Después de unos minutos inmersos en la muestra, empezamos a sospechar que la invitación era en hora boliviana más que argentina. Pese a la ceremonial y silenciosa distancia propia de los paseantes de un museo, esa mirada como dispersa de quienes ven las mismas obras y no se van de la sala, nos da la pauta de que, efectivamente, todos venimos por lo mismo. Por fin, con un tono suave y claro, el encargado de sala nos dice: ya pueden pasar. Subimos al sexto piso en grupos que obligan a apretar nuestra cordial distancia junto a la de otras siete personas que comparten el moderno ascensor –sí, hubo comentarios para romper el hielo y sí, también malos chistes, nunca fallan en los ascensores–. Se abren las puertas y sin anuncio previo tenemos la sala delante en todo su esplendor. Si hay algo como un tiny desk museum debe ser algo muy parecido a donde estamos: pisos claros de madera, sillas rojas y ventanales ininterrumpidos a ambos lados: a la derecha, una vista idílica de las cúpulas de San Telmo; a la izquierda un espectacular atardecer sobre la autopista 25 de mayo que parece un cuadro de paisaje urbano en vivo. Las sillas no son pocas, tampoco muchas y se llenan casi todas. Todo parece medido para dejar a uno repitiendo el epíteto de una publicidad inmobiliaria: estamos en un ambiente íntimo y sofisticado. Es gracioso porque la sensación genuinamente es esa.

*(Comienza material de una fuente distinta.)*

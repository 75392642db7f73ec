//! CLI output formatting utilities.

use console::style;
use indicatif::{ProgressBar, ProgressStyle};

/// Output helper for CLI formatting.
pub struct Output;

impl Output {
    /// Print an info message.
    pub fn info(msg: &str) {
        println!("{} {}", style(">>").cyan().bold(), msg);
    }

    /// Print a success message.
    pub fn success(msg: &str) {
        println!("{} {}", style(">>").green().bold(), msg);
    }

    /// Print a warning message.
    pub fn warning(msg: &str) {
        eprintln!("{} {}", style(">>").yellow().bold(), msg);
    }

    /// Print an error message.
    pub fn error(msg: &str) {
        eprintln!("{} {}", style(">>").red().bold(), msg);
    }

    /// Print a header.
    pub fn header(msg: &str) {
        println!("\n{}", style(msg).bold().underlined());
    }

    /// Print a key-value pair.
    pub fn kv(key: &str, value: &str) {
        println!("  {}: {}", style(key).dim(), value);
    }

    /// Print a takeaway bullet.
    pub fn takeaway(msg: &str) {
        println!("  {} {}", style("•").cyan(), style(msg).bold());
    }

    /// Print supporting transcript text, dimmed and truncated.
    pub fn transcript_preview(content: &str, max_len: usize) {
        let flat = content.replace('\n', " ");
        let preview = if flat.len() <= max_len {
            flat
        } else {
            format!("{}...", &flat[..max_len])
        };
        println!("  {}", style(preview).dim());
    }

    /// Create a spinner.
    pub fn spinner(msg: &str) -> ProgressBar {
        let pb = ProgressBar::new_spinner();
        pb.set_style(
            ProgressStyle::default_spinner()
                .template("{spinner:.green} {msg}")
                .unwrap(),
        );
        pb.set_message(msg.to_string());
        pb.enable_steady_tick(std::time::Duration::from_millis(100));
        pb
    }
}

De pronto, entre las voces apagadas y el sol que se va –literalmente– por la carretera, aparece Vero Pérez, de acá en más: Vero, saludando a todos como si estuviésemos en el living de su casa –que por la siguiente hora y veinte minutos así se sentirá–. Ahora sí, empieza el primer set. Serán dos, el segundo más jazzero, con ritmos brasileños y el acompañamiento en la guitarra de Yan Salvadore, a quién no conocía y junto a Vero formaron un dueto musical de encanto. Todo en cumplimiento con el flyer de la convocatoria. Pero más que en el segundo, me detendré en el primer set, del cual no tenía noticia previa. Vero crea en pandemia el álbum Cadáver exquisito, el mismo que ahora presenta comentando el proceso y referencias de cada canción con la soltura de quien nos habla como si estuviésemos en su propio estudio-living de grabación. La sensación de encontrarse ahí, se debe a dos motivos: “el aire” de comodidad y confianza con el que Vero presenta, comenta, charla –y hace chistes– con el público sobre cada una de las canciones nos da ese aire de familiaridad; pero también –y principalmente– por el mecanismo que se pone un marcha con cada canción: tal como si viéramos a Vero componer en vivo, cada pieza parece una prueba sonora, pero una prueba impoluta, un ensayo musical fluido y sin equivocaciones. Vero está sola en el escenario, pero tiene una autonomía y dominio total sobre el mismo. Tiene sentido –por un momento, los años quizá, no lo veía antes–: Vero no solo es una cantante, es una profesional de la música. 

Vamos un poco en detalle, el mecanismo es simple pero delicado y falible (he ahí la precisión del oficio): las canciones van con guitarra sola, pero se le van agregando nuevos acordes de guitarra, otros sonidos y acompañamientos vocales que la propia Vero va grabando in-situ en vivo. Así, poco a poco, va creando un clima sonoro más y más espeso: un coro de sonidos y voces que se van sumando uno a uno, mientras Vero los graba y reproduce, con precisión y maestría: una Vero, dos Veros, tres Veros se escuchan en simultáneo, sin tropiezos, sin ruidos extra, sin cortes, en un fluir constante.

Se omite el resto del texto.